Dataset entries:
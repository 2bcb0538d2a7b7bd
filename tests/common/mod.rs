//! Shared fixtures: a fake renderer that needs no native PDF engine.
//!
//! A fake document is a single text line:
//!
//! ```text
//! FAKEDOC pages=3 fail=2 panic=4 delay=1:80,2:40
//! ```
//!
//! * `pages`: page count
//! * `fail` : comma-separated 1-based pages whose render returns an error
//! * `panic`: comma-separated 1-based pages whose render panics
//! * `delay`: `page:millis` pairs slept before rendering that page
//!
//! Anything not starting with `FAKEDOC` fails to open.

#![allow(dead_code)]

use edgequake_pdfwatch::{
    Job, JobContext, JobProgressCallback, JobReport, PageRenderer, PageResult, PngEncoder,
    RenderError, WatchConfig,
};
use image::{DynamicImage, Rgb, RgbImage};
use std::collections::HashMap;
use std::path::{Path, PathBuf};
use std::sync::atomic::{AtomicUsize, Ordering};
use std::sync::{Arc, Mutex};
use std::time::Duration;
use tempfile::TempDir;

#[derive(Debug, Default)]
struct FakeDoc {
    pages: usize,
    fail: Vec<usize>,
    panic: Vec<usize>,
    delay: HashMap<usize, u64>,
}

fn parse(bytes: &[u8]) -> Result<FakeDoc, RenderError> {
    let text = std::str::from_utf8(bytes).map_err(|_| RenderError::Open("not utf-8".into()))?;
    let mut words = text.split_whitespace();
    if words.next() != Some("FAKEDOC") {
        return Err(RenderError::Open("missing FAKEDOC header".into()));
    }

    let mut doc = FakeDoc::default();
    for word in words {
        let (key, value) = word
            .split_once('=')
            .ok_or_else(|| RenderError::Open(format!("bad token {word}")))?;
        let list = || value.split(',').filter_map(|p| p.parse().ok()).collect::<Vec<usize>>();
        match key {
            "pages" => {
                doc.pages = value
                    .parse()
                    .map_err(|_| RenderError::Open("bad page count".into()))?
            }
            "fail" => doc.fail = list(),
            "panic" => doc.panic = list(),
            "delay" => {
                for pair in value.split(',') {
                    if let Some((p, ms)) = pair.split_once(':') {
                        if let (Ok(p), Ok(ms)) = (p.parse(), ms.parse()) {
                            doc.delay.insert(p, ms);
                        }
                    }
                }
            }
            _ => return Err(RenderError::Open(format!("unknown key {key}"))),
        }
    }
    Ok(doc)
}

/// Renderer over the fake document format, with call accounting.
#[derive(Default)]
pub struct FakeRenderer {
    pub count_calls: AtomicUsize,
    pub render_calls: AtomicUsize,
    in_flight: AtomicUsize,
    pub max_in_flight: AtomicUsize,
    pub completion_order: Mutex<Vec<usize>>,
}

impl FakeRenderer {
    pub fn new() -> Arc<Self> {
        Arc::new(Self::default())
    }
}

impl PageRenderer for FakeRenderer {
    fn page_count(&self, bytes: &[u8]) -> Result<usize, RenderError> {
        self.count_calls.fetch_add(1, Ordering::SeqCst);
        parse(bytes).map(|d| d.pages)
    }

    fn render(
        &self,
        bytes: &[u8],
        page_index: usize,
        scale: f32,
    ) -> Result<DynamicImage, RenderError> {
        self.render_calls.fetch_add(1, Ordering::SeqCst);
        let doc = parse(bytes)?;
        let page = page_index + 1;

        let now = self.in_flight.fetch_add(1, Ordering::SeqCst) + 1;
        self.max_in_flight.fetch_max(now, Ordering::SeqCst);
        let delay = doc.delay.get(&page).copied().unwrap_or(5);
        std::thread::sleep(Duration::from_millis(delay));
        self.in_flight.fetch_sub(1, Ordering::SeqCst);

        if page_index >= doc.pages {
            return Err(RenderError::Page(format!("page {page} out of range")));
        }
        if doc.panic.contains(&page) {
            panic!("renderer crashed on page {page}");
        }
        self.completion_order.lock().unwrap().push(page);
        if doc.fail.contains(&page) {
            return Err(RenderError::Page(format!("corrupt content stream on page {page}")));
        }

        let side = (8.0 * scale) as u32;
        let shade = (page * 40 % 256) as u8;
        Ok(DynamicImage::ImageRgb8(RgbImage::from_pixel(
            side,
            side,
            Rgb([shade, shade, shade]),
        )))
    }
}

/// Records every callback invocation.
#[derive(Default)]
pub struct Recorder {
    pub started: Mutex<Vec<String>>,
    pub counted: Mutex<Vec<usize>>,
    pub pages: Mutex<Vec<(usize, bool)>>,
    pub completed: Mutex<Vec<String>>,
}

impl JobProgressCallback for Recorder {
    fn on_job_start(&self, job: &Job) {
        self.started.lock().unwrap().push(job.filename.clone());
    }

    fn on_pages_counted(&self, _job: &Job, total_pages: usize) {
        self.counted.lock().unwrap().push(total_pages);
    }

    fn on_page_result(&self, _job: &Job, result: &PageResult) {
        self.pages
            .lock()
            .unwrap()
            .push((result.page_num, result.is_success()));
    }

    fn on_job_complete(&self, report: &JobReport) {
        self.completed.lock().unwrap().push(report.job.filename.clone());
    }
}

/// Temp root with all four directories created.
pub struct Workspace {
    pub root: TempDir,
    pub config: Arc<WatchConfig>,
}

impl Workspace {
    pub fn new(workers: usize) -> Self {
        Self::with(|b| b.workers(workers))
    }

    pub fn with(
        f: impl FnOnce(edgequake_pdfwatch::WatchConfigBuilder) -> edgequake_pdfwatch::WatchConfigBuilder,
    ) -> Self {
        init_tracing();
        let root = tempfile::tempdir().unwrap();
        let builder = WatchConfig::rooted_at(root.path())
            .poll_interval(Duration::from_millis(50))
            .settle_interval(Duration::from_millis(30))
            .settle_timeout(Duration::from_secs(2));
        let config = Arc::new(f(builder).build().unwrap());
        edgequake_pdfwatch::ensure_directories(&config).unwrap();
        Self { root, config }
    }

    pub fn drop_document(&self, name: &str, content: &str) -> PathBuf {
        let path = self.config.input_dir.join(name);
        std::fs::write(&path, content).unwrap();
        path
    }

    pub fn context(&self, renderer: Arc<FakeRenderer>) -> JobContext {
        JobContext::new(Arc::clone(&self.config), renderer, Arc::new(PngEncoder))
    }

    pub fn files_in(dir: &Path) -> Vec<String> {
        let mut names: Vec<String> = std::fs::read_dir(dir)
            .unwrap()
            .map(|e| e.unwrap().file_name().to_string_lossy().into_owned())
            .collect();
        names.sort();
        names
    }

    pub fn outputs(&self) -> Vec<String> {
        Self::files_in(&self.config.output_dir)
    }

    pub fn inputs(&self) -> Vec<String> {
        Self::files_in(&self.config.input_dir)
    }

    pub fn processed(&self) -> Vec<String> {
        Self::files_in(&self.config.processed_dir)
    }

    pub fn errors(&self) -> Vec<String> {
        Self::files_in(&self.config.error_dir)
    }
}

/// Route pipeline logs through the test harness; `RUST_LOG=debug` to see them.
pub fn init_tracing() {
    let _ = tracing_subscriber::fmt()
        .with_env_filter(
            tracing_subscriber::EnvFilter::try_from_default_env()
                .unwrap_or_else(|_| tracing_subscriber::EnvFilter::new("warn")),
        )
        .with_test_writer()
        .try_init();
}

/// Poll `check` every 20 ms until it returns true or `timeout` elapses.
pub async fn eventually(timeout: Duration, mut check: impl FnMut() -> bool) -> bool {
    let deadline = tokio::time::Instant::now() + timeout;
    while tokio::time::Instant::now() < deadline {
        if check() {
            return true;
        }
        tokio::time::sleep(Duration::from_millis(20)).await;
    }
    check()
}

To do:
Wherever the string "Instant" appears in the entries, copy that line.

Exercise solution:
    let deadline = tokio::time::Instant::now() + timeout;
    while tokio::time::Instant::now() < deadline {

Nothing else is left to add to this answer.